Requirement
Using the data below, return all lines in which "ConfigError" appears.

[Stored items]
▼

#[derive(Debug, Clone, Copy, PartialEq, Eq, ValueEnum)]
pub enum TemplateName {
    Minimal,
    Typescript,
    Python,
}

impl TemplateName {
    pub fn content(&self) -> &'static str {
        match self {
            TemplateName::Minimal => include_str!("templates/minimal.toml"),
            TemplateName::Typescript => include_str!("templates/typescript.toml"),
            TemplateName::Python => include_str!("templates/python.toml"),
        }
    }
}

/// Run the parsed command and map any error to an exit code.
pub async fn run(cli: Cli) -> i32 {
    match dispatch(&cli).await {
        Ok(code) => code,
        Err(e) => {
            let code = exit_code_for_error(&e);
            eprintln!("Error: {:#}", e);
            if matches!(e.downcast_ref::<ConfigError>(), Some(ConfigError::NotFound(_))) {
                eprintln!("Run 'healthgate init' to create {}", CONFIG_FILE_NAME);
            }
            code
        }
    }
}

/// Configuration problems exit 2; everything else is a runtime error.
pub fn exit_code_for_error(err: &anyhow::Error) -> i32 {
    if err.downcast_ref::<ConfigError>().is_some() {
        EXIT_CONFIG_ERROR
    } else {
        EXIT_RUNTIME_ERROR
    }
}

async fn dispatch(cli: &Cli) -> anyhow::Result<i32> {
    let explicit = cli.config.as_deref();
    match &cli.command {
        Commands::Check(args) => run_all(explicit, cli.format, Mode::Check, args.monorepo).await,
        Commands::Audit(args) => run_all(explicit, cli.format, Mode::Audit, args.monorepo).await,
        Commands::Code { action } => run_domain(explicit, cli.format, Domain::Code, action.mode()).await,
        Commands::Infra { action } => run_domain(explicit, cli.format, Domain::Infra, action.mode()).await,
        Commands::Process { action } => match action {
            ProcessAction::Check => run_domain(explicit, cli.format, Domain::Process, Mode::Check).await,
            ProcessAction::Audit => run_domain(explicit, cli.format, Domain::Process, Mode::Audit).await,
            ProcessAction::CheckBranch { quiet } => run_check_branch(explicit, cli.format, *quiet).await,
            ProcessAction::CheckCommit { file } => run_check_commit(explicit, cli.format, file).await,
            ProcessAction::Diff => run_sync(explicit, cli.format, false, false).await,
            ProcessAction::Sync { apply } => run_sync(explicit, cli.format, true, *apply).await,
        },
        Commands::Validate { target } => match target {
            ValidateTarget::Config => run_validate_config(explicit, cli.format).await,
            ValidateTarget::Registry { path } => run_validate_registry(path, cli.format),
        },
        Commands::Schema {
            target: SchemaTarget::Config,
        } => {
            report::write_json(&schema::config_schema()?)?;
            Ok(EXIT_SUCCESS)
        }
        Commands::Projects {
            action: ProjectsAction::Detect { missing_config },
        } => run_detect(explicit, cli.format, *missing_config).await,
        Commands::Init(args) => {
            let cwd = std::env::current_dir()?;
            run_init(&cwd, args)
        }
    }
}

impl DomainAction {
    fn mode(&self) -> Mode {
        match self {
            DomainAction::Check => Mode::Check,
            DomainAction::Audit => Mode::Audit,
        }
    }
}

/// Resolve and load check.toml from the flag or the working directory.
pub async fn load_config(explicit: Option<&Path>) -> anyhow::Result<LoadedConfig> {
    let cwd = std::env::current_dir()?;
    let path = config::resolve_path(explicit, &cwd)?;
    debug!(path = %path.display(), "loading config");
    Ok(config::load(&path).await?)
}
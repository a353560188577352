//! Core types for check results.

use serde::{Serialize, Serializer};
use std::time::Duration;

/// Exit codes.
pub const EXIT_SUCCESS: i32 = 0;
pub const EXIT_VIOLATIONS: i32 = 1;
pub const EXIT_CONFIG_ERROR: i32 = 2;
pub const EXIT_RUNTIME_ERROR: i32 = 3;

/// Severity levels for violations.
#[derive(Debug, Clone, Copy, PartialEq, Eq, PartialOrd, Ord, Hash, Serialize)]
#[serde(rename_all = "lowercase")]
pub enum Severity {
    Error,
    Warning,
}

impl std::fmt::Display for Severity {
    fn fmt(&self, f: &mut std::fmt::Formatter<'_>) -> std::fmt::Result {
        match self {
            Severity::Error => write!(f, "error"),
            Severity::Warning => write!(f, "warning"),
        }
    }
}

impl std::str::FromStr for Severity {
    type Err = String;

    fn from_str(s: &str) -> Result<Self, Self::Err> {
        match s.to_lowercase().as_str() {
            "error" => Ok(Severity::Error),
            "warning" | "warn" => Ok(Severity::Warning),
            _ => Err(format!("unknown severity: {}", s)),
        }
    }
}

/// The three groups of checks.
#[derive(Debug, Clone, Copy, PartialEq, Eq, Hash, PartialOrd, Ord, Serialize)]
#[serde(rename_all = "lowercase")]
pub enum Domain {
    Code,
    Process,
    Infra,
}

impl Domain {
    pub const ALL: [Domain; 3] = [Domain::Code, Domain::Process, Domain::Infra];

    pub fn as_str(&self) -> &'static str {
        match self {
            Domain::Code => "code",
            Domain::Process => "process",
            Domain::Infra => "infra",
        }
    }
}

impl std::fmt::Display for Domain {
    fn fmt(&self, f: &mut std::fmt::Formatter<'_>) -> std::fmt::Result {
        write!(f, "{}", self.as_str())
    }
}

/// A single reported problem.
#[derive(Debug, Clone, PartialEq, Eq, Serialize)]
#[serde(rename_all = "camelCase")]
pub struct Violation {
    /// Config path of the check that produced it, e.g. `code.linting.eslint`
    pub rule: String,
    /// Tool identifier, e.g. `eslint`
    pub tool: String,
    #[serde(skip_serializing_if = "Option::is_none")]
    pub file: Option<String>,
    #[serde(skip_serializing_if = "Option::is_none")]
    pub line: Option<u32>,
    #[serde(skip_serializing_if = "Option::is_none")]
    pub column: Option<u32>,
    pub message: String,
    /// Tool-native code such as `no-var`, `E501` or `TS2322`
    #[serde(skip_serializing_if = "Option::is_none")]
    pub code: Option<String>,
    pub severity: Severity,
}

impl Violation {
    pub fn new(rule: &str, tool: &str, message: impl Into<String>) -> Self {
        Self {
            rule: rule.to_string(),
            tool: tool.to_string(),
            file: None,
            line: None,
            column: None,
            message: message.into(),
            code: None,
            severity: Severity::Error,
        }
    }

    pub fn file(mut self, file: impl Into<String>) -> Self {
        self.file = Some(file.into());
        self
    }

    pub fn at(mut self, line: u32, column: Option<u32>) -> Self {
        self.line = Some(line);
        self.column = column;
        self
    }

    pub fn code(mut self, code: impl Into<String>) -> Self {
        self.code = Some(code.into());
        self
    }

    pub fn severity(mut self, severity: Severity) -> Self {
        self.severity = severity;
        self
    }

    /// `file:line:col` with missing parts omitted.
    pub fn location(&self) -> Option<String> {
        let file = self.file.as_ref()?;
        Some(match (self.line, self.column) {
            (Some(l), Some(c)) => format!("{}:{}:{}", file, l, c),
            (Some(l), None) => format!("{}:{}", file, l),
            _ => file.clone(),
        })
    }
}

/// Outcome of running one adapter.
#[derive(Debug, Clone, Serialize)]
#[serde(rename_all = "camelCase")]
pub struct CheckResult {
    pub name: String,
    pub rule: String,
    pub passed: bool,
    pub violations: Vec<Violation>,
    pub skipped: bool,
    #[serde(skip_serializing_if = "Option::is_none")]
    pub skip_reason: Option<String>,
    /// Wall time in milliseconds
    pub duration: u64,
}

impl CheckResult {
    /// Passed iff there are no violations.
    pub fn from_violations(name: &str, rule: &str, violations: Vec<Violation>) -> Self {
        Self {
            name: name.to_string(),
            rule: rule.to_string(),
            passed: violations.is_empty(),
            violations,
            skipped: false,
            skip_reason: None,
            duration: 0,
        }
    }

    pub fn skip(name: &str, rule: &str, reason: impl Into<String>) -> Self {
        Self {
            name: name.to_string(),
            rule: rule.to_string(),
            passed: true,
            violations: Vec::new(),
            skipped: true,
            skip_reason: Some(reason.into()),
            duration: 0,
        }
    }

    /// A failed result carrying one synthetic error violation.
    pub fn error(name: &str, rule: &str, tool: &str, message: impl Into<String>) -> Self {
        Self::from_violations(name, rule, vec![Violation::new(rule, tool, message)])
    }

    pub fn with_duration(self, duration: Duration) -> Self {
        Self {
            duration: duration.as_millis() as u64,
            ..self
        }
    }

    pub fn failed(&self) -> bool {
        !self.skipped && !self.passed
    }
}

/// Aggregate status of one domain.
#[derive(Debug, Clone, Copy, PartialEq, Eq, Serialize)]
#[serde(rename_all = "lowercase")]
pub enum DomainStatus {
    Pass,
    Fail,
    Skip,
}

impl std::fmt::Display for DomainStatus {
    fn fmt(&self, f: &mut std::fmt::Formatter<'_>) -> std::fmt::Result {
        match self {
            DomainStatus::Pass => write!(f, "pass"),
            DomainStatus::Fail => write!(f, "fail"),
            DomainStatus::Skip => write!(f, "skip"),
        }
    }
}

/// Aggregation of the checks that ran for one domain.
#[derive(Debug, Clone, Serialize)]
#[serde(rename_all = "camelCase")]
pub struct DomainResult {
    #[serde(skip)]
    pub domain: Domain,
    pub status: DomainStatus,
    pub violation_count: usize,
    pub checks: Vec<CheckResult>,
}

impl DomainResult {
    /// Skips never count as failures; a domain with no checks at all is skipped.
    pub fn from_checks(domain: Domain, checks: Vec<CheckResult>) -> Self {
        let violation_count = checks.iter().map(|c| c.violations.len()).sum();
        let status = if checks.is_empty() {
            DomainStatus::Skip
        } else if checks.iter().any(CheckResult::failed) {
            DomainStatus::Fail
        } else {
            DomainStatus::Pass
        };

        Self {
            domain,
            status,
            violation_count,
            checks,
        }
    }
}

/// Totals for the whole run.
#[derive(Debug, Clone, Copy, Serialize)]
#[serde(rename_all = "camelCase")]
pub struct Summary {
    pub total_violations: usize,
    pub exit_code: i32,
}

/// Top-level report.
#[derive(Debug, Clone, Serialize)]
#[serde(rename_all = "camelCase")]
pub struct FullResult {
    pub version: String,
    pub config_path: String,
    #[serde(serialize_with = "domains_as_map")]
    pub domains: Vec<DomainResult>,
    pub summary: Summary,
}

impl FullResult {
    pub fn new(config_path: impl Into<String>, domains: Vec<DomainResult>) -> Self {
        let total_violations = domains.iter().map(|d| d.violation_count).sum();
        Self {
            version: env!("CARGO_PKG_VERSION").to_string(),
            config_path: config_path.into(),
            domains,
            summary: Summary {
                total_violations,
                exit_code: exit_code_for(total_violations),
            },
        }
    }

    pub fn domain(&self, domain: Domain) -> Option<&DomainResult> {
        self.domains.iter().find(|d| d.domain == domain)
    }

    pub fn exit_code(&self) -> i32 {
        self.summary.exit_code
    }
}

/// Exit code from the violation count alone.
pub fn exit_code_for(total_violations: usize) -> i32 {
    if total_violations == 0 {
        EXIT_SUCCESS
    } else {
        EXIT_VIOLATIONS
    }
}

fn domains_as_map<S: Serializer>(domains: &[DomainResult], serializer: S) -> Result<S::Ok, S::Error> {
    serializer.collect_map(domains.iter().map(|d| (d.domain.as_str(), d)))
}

▲
▼

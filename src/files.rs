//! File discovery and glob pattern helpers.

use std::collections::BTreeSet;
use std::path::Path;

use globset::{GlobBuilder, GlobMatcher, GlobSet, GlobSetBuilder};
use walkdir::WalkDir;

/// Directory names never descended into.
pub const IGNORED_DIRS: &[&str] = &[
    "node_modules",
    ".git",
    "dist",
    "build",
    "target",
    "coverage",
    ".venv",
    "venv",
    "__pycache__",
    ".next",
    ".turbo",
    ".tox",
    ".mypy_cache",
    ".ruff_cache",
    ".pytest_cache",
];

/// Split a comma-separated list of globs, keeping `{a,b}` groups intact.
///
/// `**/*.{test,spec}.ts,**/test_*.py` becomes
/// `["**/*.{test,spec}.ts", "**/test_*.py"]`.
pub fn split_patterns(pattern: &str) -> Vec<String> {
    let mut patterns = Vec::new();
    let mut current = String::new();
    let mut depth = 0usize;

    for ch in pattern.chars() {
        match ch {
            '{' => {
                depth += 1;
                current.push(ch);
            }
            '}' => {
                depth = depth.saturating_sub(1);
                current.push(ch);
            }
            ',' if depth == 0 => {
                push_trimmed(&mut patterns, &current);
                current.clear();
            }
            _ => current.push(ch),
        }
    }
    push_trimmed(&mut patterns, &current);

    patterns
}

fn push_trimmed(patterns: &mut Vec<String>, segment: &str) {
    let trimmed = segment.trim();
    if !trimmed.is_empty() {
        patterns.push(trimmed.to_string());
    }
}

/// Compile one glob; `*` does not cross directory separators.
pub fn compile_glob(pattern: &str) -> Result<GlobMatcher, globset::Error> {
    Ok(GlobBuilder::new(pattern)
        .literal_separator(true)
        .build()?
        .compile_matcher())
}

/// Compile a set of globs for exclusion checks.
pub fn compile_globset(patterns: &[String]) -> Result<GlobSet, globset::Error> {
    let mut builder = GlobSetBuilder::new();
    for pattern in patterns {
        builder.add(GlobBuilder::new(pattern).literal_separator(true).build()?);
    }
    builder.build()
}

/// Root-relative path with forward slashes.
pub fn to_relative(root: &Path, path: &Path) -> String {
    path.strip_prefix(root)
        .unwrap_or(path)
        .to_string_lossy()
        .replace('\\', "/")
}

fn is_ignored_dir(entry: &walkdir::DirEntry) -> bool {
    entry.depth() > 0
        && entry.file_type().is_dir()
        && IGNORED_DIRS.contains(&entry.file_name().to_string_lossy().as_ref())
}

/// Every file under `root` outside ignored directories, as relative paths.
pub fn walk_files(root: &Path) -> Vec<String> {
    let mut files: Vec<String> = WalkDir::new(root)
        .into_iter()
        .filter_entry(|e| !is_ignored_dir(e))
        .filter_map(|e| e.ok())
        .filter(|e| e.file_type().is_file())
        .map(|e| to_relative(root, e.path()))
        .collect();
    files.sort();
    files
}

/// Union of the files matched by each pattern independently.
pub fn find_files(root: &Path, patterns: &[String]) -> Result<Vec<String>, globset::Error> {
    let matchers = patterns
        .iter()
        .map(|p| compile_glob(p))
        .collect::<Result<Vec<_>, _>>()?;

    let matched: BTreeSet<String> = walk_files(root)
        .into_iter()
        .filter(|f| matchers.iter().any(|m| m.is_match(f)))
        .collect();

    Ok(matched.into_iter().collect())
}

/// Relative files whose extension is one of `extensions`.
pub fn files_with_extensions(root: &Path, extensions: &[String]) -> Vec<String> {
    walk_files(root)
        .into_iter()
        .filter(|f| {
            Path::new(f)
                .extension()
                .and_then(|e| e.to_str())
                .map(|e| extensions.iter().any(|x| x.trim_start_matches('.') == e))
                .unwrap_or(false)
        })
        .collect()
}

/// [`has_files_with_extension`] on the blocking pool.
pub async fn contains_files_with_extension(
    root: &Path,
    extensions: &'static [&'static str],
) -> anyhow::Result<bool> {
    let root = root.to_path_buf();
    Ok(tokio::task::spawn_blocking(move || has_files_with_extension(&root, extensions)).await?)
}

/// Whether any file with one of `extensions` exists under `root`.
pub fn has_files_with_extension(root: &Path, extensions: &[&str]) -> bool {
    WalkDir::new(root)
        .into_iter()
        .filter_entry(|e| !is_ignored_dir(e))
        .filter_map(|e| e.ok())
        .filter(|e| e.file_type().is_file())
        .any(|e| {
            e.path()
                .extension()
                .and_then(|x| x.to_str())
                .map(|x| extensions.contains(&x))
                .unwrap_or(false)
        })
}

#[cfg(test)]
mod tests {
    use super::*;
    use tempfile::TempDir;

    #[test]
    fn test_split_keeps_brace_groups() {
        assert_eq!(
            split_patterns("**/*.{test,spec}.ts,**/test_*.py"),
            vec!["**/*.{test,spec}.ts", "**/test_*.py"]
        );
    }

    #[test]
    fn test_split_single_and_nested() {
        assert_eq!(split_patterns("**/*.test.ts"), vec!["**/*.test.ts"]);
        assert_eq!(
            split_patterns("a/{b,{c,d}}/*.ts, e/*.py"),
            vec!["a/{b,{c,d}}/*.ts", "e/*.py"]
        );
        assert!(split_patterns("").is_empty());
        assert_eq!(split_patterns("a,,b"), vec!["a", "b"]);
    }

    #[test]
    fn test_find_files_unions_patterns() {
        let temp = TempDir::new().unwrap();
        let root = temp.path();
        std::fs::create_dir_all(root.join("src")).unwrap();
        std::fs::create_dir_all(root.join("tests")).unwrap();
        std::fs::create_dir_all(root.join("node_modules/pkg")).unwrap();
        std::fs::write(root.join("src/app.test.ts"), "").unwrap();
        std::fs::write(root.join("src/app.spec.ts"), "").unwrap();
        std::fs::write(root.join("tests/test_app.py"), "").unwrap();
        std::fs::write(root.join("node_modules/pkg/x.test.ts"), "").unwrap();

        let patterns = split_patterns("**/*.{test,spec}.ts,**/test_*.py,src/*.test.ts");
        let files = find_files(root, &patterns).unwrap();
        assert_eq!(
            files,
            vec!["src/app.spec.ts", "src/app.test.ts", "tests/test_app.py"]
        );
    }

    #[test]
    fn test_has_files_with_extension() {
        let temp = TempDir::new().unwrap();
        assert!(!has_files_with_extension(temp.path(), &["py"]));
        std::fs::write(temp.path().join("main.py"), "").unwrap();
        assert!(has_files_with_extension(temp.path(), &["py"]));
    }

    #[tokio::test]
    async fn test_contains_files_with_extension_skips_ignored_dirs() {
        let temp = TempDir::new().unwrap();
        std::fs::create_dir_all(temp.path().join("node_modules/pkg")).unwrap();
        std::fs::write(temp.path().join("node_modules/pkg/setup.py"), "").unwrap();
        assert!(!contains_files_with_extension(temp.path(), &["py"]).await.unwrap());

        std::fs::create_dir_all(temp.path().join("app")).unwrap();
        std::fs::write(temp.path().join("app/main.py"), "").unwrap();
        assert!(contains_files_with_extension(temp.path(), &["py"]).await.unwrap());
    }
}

▲

Written response
            if matches!(e.downcast_ref::<ConfigError>(), Some(ConfigError::NotFound(_))) {
    if err.downcast_ref::<ConfigError>().is_some() {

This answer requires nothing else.